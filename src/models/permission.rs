//! Per-model permissions.

use std::fmt;
use std::str::FromStr;

use chrono::{DateTime, Utc};
use serde::{Deserialize, Serialize};

use super::ids::{ModelId, PermissionId, UserId};

/// An action a user may be granted on a model.
#[derive(Debug, Clone, Copy, PartialEq, Eq, Hash, Serialize, Deserialize)]
#[serde(rename_all = "snake_case")]
pub enum Permission {
    /// Read records and search.
    ViewRecords,
    /// Create records.
    AddRecords,
    /// Update existing records.
    EditRecords,
    /// Delete records.
    DeleteRecords,
    /// Add fields to the model.
    AddFields,
    /// Remove fields from the model.
    RemoveFields,
}

impl Permission {
    /// All permissions, in declaration order.
    pub const ALL: [Self; 6] = [
        Self::ViewRecords,
        Self::AddRecords,
        Self::EditRecords,
        Self::DeleteRecords,
        Self::AddFields,
        Self::RemoveFields,
    ];

    /// Returns the canonical string form.
    #[must_use]
    pub const fn as_str(&self) -> &'static str {
        match self {
            Self::ViewRecords => "view_records",
            Self::AddRecords => "add_records",
            Self::EditRecords => "edit_records",
            Self::DeleteRecords => "delete_records",
            Self::AddFields => "add_fields",
            Self::RemoveFields => "remove_fields",
        }
    }

    /// Parses a permission from its string form (case-insensitive).
    #[must_use]
    pub fn parse(s: &str) -> Option<Self> {
        match s.to_lowercase().as_str() {
            "view_records" => Some(Self::ViewRecords),
            "add_records" => Some(Self::AddRecords),
            "edit_records" => Some(Self::EditRecords),
            "delete_records" => Some(Self::DeleteRecords),
            "add_fields" => Some(Self::AddFields),
            "remove_fields" => Some(Self::RemoveFields),
            _ => None,
        }
    }
}

impl fmt::Display for Permission {
    fn fmt(&self, f: &mut fmt::Formatter<'_>) -> fmt::Result {
        write!(f, "{}", self.as_str())
    }
}

impl FromStr for Permission {
    type Err = String;

    fn from_str(s: &str) -> Result<Self, Self::Err> {
        Self::parse(s).ok_or_else(|| format!("unknown permission: {s}"))
    }
}

/// A granted permission on one model for one user.
#[derive(Debug, Clone, PartialEq, Serialize, Deserialize)]
pub struct UserModelPermission {
    /// Unique identifier of the grant.
    pub id: PermissionId,
    /// User the grant applies to.
    pub user_id: UserId,
    /// Model the grant applies to.
    pub model_id: ModelId,
    /// Granted action.
    pub permission: Permission,
    /// Grant time.
    pub created_at: DateTime<Utc>,
}

impl UserModelPermission {
    /// Creates a grant with a fresh identifier.
    #[must_use]
    pub fn new(user_id: UserId, model_id: ModelId, permission: Permission) -> Self {
        Self {
            id: PermissionId::new(),
            user_id,
            model_id,
            permission,
            created_at: Utc::now(),
        }
    }
}

/// The identity on whose behalf an operation runs.
///
/// Admins bypass per-model permission checks entirely. Model creation is
/// controlled by a separate account-level flag.
#[derive(Debug, Clone, Copy, PartialEq, Eq, Serialize, Deserialize)]
pub struct Caller {
    /// Acting user.
    pub user_id: UserId,
    /// Whether the user bypasses permission checks.
    pub is_admin: bool,
    /// Whether the user may create new models.
    pub can_create_models: bool,
}

impl Caller {
    /// Creates a caller with no elevated rights.
    #[must_use]
    pub const fn new(user_id: UserId) -> Self {
        Self {
            user_id,
            is_admin: false,
            can_create_models: false,
        }
    }

    /// Creates an admin caller.
    #[must_use]
    pub const fn admin(user_id: UserId) -> Self {
        Self {
            user_id,
            is_admin: true,
            can_create_models: true,
        }
    }

    /// Sets the model-creation flag.
    #[must_use]
    pub const fn with_can_create_models(mut self, allowed: bool) -> Self {
        self.can_create_models = allowed;
        self
    }
}

#[cfg(test)]
mod tests {
    use super::*;
    use test_case::test_case;

    #[test_case(Permission::ViewRecords, "view_records")]
    #[test_case(Permission::AddRecords, "add_records")]
    #[test_case(Permission::EditRecords, "edit_records")]
    #[test_case(Permission::DeleteRecords, "delete_records")]
    #[test_case(Permission::AddFields, "add_fields")]
    #[test_case(Permission::RemoveFields, "remove_fields")]
    fn test_permission_round_trip(permission: Permission, s: &str) {
        assert_eq!(permission.as_str(), s);
        assert_eq!(Permission::parse(s), Some(permission));
        assert_eq!(s.parse::<Permission>().ok(), Some(permission));
    }

    #[test]
    fn test_parse_rejects_unknown() {
        assert_eq!(Permission::parse("drop_tables"), None);
        assert!("".parse::<Permission>().is_err());
    }

    #[test]
    fn test_caller_flags() {
        let user = UserId::new();
        let caller = Caller::new(user);
        assert!(!caller.is_admin);
        assert!(!caller.can_create_models);

        let admin = Caller::admin(user);
        assert!(admin.is_admin);
        assert!(admin.can_create_models);

        let creator = Caller::new(user).with_can_create_models(true);
        assert!(!creator.is_admin);
        assert!(creator.can_create_models);
    }
}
════
- _DIRECTIONS_
Lines that contain "EditRecords" should be pulled from the entries above and reported.

- _RESULT OF THE EXERCISE_
    EditRecords,
        Self::EditRecords,
            Self::EditRecords => "edit_records",
            "edit_records" => Some(Self::EditRecords),
    #[test_case(Permission::EditRecords, "edit_records")]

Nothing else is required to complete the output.